■ Supplied information
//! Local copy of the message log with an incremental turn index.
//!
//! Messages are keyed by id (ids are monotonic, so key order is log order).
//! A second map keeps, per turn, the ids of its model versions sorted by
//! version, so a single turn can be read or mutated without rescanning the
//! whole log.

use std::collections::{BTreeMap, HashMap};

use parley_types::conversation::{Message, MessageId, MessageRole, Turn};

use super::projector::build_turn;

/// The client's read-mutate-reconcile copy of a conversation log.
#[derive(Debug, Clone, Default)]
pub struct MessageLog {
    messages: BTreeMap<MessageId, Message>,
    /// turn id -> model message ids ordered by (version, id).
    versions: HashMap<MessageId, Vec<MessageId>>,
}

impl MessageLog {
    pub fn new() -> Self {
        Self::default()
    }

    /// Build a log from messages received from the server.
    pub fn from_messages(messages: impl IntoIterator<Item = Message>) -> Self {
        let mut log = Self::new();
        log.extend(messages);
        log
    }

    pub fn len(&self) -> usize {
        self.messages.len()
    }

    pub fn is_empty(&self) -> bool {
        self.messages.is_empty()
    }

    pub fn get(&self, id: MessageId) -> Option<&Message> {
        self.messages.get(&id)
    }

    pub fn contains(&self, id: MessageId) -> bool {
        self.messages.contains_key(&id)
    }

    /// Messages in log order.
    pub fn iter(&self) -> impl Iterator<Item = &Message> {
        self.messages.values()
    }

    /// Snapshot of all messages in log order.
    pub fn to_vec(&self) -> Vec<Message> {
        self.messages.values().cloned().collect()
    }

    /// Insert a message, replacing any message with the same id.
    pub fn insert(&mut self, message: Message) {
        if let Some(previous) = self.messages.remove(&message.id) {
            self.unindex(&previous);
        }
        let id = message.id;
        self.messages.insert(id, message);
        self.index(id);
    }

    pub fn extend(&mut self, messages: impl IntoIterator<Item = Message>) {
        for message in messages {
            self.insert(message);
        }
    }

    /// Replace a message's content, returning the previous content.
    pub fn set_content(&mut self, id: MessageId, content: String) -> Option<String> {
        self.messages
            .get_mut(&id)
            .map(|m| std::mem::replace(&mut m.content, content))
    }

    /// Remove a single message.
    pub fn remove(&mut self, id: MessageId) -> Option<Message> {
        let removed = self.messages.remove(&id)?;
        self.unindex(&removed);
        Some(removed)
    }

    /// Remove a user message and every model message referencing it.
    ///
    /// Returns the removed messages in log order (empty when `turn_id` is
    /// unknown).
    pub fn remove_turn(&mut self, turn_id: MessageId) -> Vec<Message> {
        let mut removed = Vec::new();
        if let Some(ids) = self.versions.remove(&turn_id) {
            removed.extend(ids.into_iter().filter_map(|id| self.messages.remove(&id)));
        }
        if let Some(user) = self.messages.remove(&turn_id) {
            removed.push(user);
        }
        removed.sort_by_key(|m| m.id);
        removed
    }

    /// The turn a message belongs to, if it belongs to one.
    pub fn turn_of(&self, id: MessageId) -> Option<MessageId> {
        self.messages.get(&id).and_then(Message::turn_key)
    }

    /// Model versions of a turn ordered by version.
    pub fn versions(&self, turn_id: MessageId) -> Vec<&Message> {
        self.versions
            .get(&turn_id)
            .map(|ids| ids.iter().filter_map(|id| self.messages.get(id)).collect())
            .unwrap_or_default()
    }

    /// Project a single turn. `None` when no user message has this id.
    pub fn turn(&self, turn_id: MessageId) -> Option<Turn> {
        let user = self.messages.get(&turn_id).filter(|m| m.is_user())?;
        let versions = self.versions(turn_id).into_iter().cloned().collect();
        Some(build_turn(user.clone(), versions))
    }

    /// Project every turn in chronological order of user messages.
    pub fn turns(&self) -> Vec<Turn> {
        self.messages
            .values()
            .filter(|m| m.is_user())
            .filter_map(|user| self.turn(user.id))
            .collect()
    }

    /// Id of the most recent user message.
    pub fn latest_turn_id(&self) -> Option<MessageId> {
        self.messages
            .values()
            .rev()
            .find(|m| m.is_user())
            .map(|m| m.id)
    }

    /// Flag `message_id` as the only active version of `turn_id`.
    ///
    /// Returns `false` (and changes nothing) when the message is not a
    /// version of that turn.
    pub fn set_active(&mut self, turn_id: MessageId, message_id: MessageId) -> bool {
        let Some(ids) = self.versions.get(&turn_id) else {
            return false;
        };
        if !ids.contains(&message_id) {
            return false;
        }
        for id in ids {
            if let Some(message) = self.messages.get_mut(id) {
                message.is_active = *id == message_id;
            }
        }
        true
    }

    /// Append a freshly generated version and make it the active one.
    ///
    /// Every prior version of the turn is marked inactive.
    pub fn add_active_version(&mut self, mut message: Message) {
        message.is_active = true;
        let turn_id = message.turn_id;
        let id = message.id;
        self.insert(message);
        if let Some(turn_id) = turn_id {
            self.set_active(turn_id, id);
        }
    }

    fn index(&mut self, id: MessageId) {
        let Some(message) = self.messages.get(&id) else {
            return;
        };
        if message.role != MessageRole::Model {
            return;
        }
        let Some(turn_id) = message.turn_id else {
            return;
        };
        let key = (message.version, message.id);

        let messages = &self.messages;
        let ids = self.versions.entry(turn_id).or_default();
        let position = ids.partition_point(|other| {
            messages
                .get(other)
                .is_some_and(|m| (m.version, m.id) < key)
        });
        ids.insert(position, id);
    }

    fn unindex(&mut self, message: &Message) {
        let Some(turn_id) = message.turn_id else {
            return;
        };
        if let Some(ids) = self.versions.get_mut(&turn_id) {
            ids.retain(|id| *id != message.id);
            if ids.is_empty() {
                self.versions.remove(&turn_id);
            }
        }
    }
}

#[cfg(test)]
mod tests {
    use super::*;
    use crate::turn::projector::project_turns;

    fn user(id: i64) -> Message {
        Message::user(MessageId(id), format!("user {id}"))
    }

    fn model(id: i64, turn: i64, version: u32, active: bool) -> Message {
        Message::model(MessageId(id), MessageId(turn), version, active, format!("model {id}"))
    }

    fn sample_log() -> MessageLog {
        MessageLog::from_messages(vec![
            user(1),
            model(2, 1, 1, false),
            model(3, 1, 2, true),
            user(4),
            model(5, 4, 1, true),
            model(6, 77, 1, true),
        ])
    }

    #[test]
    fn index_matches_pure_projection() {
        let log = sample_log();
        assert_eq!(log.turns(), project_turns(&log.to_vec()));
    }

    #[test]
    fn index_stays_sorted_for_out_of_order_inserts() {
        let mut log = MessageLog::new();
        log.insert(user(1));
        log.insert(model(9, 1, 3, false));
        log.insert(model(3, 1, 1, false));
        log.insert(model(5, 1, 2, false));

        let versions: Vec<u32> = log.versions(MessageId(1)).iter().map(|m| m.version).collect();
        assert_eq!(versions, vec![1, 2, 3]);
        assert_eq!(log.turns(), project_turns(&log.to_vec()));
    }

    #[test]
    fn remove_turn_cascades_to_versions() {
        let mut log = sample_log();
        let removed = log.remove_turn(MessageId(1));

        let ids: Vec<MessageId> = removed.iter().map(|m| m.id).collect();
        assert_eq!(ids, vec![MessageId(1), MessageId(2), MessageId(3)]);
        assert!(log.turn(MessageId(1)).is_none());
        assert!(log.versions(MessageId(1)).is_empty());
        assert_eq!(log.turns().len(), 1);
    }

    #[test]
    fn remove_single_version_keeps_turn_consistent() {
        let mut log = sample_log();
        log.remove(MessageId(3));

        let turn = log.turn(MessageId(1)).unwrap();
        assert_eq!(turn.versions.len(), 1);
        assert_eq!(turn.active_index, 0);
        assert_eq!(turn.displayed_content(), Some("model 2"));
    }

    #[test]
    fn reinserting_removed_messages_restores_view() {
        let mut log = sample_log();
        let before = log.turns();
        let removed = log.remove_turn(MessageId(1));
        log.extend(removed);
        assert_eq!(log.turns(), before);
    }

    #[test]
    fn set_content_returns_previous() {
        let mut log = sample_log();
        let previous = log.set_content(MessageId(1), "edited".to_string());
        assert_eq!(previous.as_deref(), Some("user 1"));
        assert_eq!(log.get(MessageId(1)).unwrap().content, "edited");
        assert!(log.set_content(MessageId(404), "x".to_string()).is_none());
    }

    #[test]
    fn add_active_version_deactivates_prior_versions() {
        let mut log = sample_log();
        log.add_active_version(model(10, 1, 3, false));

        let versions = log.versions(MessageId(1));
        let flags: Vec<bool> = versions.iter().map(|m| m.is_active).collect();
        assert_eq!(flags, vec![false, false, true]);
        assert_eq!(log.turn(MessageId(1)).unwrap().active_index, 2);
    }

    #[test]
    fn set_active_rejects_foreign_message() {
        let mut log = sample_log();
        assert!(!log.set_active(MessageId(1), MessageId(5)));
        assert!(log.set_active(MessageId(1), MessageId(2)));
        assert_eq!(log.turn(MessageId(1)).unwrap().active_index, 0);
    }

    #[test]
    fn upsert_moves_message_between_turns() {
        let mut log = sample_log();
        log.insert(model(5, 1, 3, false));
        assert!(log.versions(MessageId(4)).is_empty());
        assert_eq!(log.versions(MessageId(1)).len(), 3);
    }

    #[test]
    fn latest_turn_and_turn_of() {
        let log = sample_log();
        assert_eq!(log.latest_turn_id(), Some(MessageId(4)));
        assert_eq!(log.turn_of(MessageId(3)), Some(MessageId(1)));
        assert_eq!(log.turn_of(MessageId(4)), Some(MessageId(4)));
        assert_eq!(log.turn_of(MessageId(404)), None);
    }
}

■ What you are asked to do
Among the lines of the material above, tally those containing "flags" and respond with the total only.

■ Task result
2